La ilegalidad pone en peligro a las panaderías tucumanas

Insumos más caros.Los panaderos establecidos dicen que, según sus costos, no se puede comercializar el pan a menos de $2,50. Afirman que la situación es de quebranto.

CRISIS. Tucumán es muy caro para los panaderos, debido a la incidencia de los Bocade en sus costos.
CRISIS. Tucumán es muy caro para los panaderos, debido a la incidencia de los Bocade en sus costos.
04 Septiembre 2002
Como un nuevo efecto de la crisis, las panaderías establecidas que trabajan en la provincia atraviesan por una situación de quebranto, según reveló a LA GACETA el presidente de la Cámara de Industriales Panaderos de Tucumán, Vicente Domingo Cuozzo. Explicó que la proliferación de la venta de pan a bajo precio, de alrededor de $1,60 el kilo, pone en jaque a las industrias que cumplen con todas las normas dispuestas para la fabricación y distribución del producto.
"De acuerdo con los costos que tenemos, el pan se vende a entre $2 y $2,50 el kilo. Pero resulta que el producto se comercializa en lugares donde se vende kerosene, carbón o en verdulerías a $1,60, lo cual resulta inexplicable, dado que sólo la harina nos cuesta $1,10 el kilo", remarcó.
De igual manera opinó Antonino Villecco, propietario de una empresa panadera con 75 años de trayectoria en la provincia. "El pan no puede venderse a menos de $2,50 el kilo si queremos hacer frente a los gastos que tenemos las panaderías establecidas. No entiendo cómo hay tantos que pueden vender el pan tan barato", señaló.
Villecco sostuvo que Tucumán es una de las provincias en que se paga más cara la harina, debido al recargo que se origina con los Bocade. "Los precios de la bolsa de 50 kilos de harina de calidad oscilan entre $56 y $58 con bonos, mientras que una de mala calidad se paga $50", destacó.
El empresario anticipó que el próximo fin de semana se espera un nuevo aumento en el precio de este insumo básico, que rondará los $2 por bolsa.

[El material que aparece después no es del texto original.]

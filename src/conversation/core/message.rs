//! Message model for the conversation log.

use chrono::{Local, NaiveDateTime, SubsecRound};
use serde::{Deserialize, Deserializer, Serialize, Serializer};

use crate::conversation::core::content::{ContentBlock, MessageContent, joined_text};
use crate::conversation::core::errors::{ConversationError, ConversationResult};
use crate::conversation::core::role::Role;

/// Timestamp layout used in the durable log.
pub const TIMESTAMP_FORMAT: &str = "%Y-%m-%d %H:%M:%S";

/// A single role-tagged entry of the conversation log.
///
/// Content is always held in block form; bare strings are wrapped on the way in.
#[derive(Clone, Debug, Eq, PartialEq, Serialize, Deserialize)]
#[serde(try_from = "StoredMessage")]
pub struct Message {
    role: Role,
    content: Vec<ContentBlock>,
    #[serde(serialize_with = "serialize_timestamp")]
    timestamp: NaiveDateTime,
}

impl Message {
    /// Build a validated message.
    ///
    /// # Errors
    /// Returns a validation error if the content is empty.
    pub fn new(
        role: Role,
        content: impl Into<MessageContent>,
        timestamp: NaiveDateTime,
    ) -> ConversationResult<Self> {
        let content = content.into().normalize()?;
        Ok(Self {
            role,
            content,
            timestamp: timestamp.trunc_subsecs(0),
        })
    }

    /// Role of the author.
    #[must_use]
    pub const fn role(&self) -> Role {
        self.role
    }

    /// Normalized content blocks.
    #[must_use]
    pub fn content(&self) -> &[ContentBlock] {
        &self.content
    }

    /// Time the message was recorded, at whole-second precision.
    #[must_use]
    pub const fn timestamp(&self) -> NaiveDateTime {
        self.timestamp
    }

    /// Text blocks joined by newlines.
    #[must_use]
    pub fn text(&self) -> String {
        joined_text(&self.content)
    }
}

/// Current local time at the precision the log stores.
#[must_use]
pub fn now_timestamp() -> NaiveDateTime {
    Local::now().naive_local().trunc_subsecs(0)
}

#[derive(Deserialize)]
struct StoredMessage {
    role: Role,
    content: MessageContent,
    #[serde(deserialize_with = "deserialize_timestamp")]
    timestamp: NaiveDateTime,
}

impl TryFrom<StoredMessage> for Message {
    type Error = ConversationError;

    fn try_from(stored: StoredMessage) -> Result<Self, Self::Error> {
        Self::new(stored.role, stored.content, stored.timestamp)
    }
}

fn serialize_timestamp<S: Serializer>(ts: &NaiveDateTime, serializer: S) -> Result<S::Ok, S::Error> {
    serializer.collect_str(&ts.format(TIMESTAMP_FORMAT))
}

fn deserialize_timestamp<'de, D: Deserializer<'de>>(
    deserializer: D,
) -> Result<NaiveDateTime, D::Error> {
    let raw = String::deserialize(deserializer)?;
    NaiveDateTime::parse_from_str(&raw, TIMESTAMP_FORMAT).map_err(serde::de::Error::custom)
}
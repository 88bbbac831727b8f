//! Test doubles for session and server tests.

use std::collections::VecDeque;
use std::sync::{Arc, Mutex};
use std::time::Duration;

use crate::conversation::{ConversationStore, DEFAULT_PERSONALITY, MemorySlot};
use crate::llm::{CompletionClient, CompletionError, CompletionRequest};
use crate::session::assistant::{Assistant, AssistantSettings};

/// Completion client answering from a script and recording every request.
#[derive(Default)]
pub struct ScriptedClient {
    replies: Mutex<VecDeque<Result<String, CompletionError>>>,
    requests: Mutex<Vec<CompletionRequest>>,
    delay: Duration,
}

impl ScriptedClient {
    pub fn new(replies: Vec<Result<String, CompletionError>>) -> Arc<Self> {
        Arc::new(Self {
            replies: Mutex::new(replies.into()),
            requests: Mutex::new(Vec::new()),
            delay: Duration::ZERO,
        })
    }

    /// Like [`Self::new`], but every call blocks for `delay` first.
    pub fn with_delay(replies: Vec<Result<String, CompletionError>>, delay: Duration) -> Arc<Self> {
        Arc::new(Self {
            replies: Mutex::new(replies.into()),
            requests: Mutex::new(Vec::new()),
            delay,
        })
    }

    pub fn requests(&self) -> Vec<CompletionRequest> {
        self.requests.lock().unwrap().clone()
    }
}

impl CompletionClient for ScriptedClient {
    fn complete(&self, request: &CompletionRequest) -> Result<String, CompletionError> {
        std::thread::sleep(self.delay);
        self.requests.lock().unwrap().push(request.clone());
        self.replies
            .lock()
            .unwrap()
            .pop_front()
            .unwrap_or(Err(CompletionError::MalformedResponse))
    }
}

pub fn settings() -> AssistantSettings {
    AssistantSettings {
        model: "test/model".to_string(),
        max_tokens: 64,
        context_window: 10,
    }
}

/// Assistant over in-memory slots; returns the log slot for inspection.
pub fn assistant_with(client: Arc<ScriptedClient>) -> (Assistant, MemorySlot) {
    let log = MemorySlot::new();
    let store =
        ConversationStore::with_slots(log.clone(), MemorySlot::new(), DEFAULT_PERSONALITY).unwrap();
    (Assistant::new(store, client, settings()), log)
}
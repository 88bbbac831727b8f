//! Error types for the conversation subsystem.

use std::fmt;

use thiserror::Error;

/// Conversation subsystem error type.
#[derive(Debug, Error)]
pub enum ConversationError {
    /// Invalid configuration or unsupported values.
    #[error("invalid configuration: {0}")]
    InvalidConfig(String),
    /// Rejected input (role, content, or personality) before any mutation.
    #[error("validation error: {0}")]
    Validation(String),
    /// Durable storage could not be read or written.
    #[error("persistence error on {slot}: {source}")]
    Persistence {
        /// Human-readable description of the slot.
        slot: String,
        /// Underlying I/O failure.
        #[source]
        source: std::io::Error,
    },
    /// Serialization error.
    #[error("serialization error: {0}")]
    Serialization(#[from] serde_json::Error),
}

impl ConversationError {
    /// Build a persistence error for the given slot.
    #[must_use]
    pub fn persistence(slot: impl Into<String>, source: std::io::Error) -> Self {
        Self::Persistence {
            slot: slot.into(),
            source,
        }
    }
}

/// Convenience result alias for conversation operations.
pub type ConversationResult<T> = Result<T, ConversationError>;

/// Non-fatal problem found while hydrating a store.
#[derive(Clone, Debug, Eq, PartialEq)]
pub enum LoadWarning {
    /// The persisted log was unreadable; the store started empty.
    CorruptLog {
        /// Slot that held the corrupt log.
        slot: String,
        /// Parser or decoder message.
        reason: String,
    },
    /// The personality slot was unreadable; the default directive is in use.
    CorruptPersonality {
        /// Slot that held the corrupt directive.
        slot: String,
        /// Decoder message.
        reason: String,
    },
}

impl fmt::Display for LoadWarning {
    fn fmt(&self, f: &mut fmt::Formatter<'_>) -> fmt::Result {
        match self {
            Self::CorruptLog { slot, reason } => {
                write!(f, "could not load history from {slot}, starting fresh: {reason}")
            }
            Self::CorruptPersonality { slot, reason } => {
                write!(f, "could not load personality from {slot}, using default: {reason}")
            }
        }
    }
}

En la última semana el precio de la levadura trepó un 15% y el de la grasa un 20%. "No podremos trasladar estos incrementos al producto, porque al precio del pan no lo fijan la harina ni los otros componentes, sino el mercado, y hoy la demanda está por el piso", apuntó Villecco. Sostuvo que las ventas están muy caídas y que nunca se vio una situación tan delicada como la actual. "De esta forma, no habrá futuro para las panaderías que cumplen con todas las normas de higiene y con el pago de impuestos", agregó.

Fuente de trabajo
Cuozzo dijo que la venta ilegal de pan afecta tanto a las empresas establecidas como la venta ambulante en el centro perjudica a los negocios instalados. "La industria del pan se muere. De las 1.000 panaderías que funcionan en Tucumán, se calcula que la mitad es ilegal. En la actividad trabajan unas 5.000 personas que ven peligrar su fuente de trabajo, si se cae la actividad", indicó el titular de los panaderos.

El bromato de potasio

Cualquiera puede producir pan en forma casera para el propio consumo o para vender. El problema es que esta fabricación no tiene controles, y a menudo se utilizan productos peligrosos para el consumo humano, como es el bromato de potasio, prohibido en todo el mundo. Este elemento químico es usado en forma ilegal porque implica una baja importante en los costos de fabricación del pan. Un producto similar, pero autorizado por ser inocuo, es 10 veces más caro que el bromato.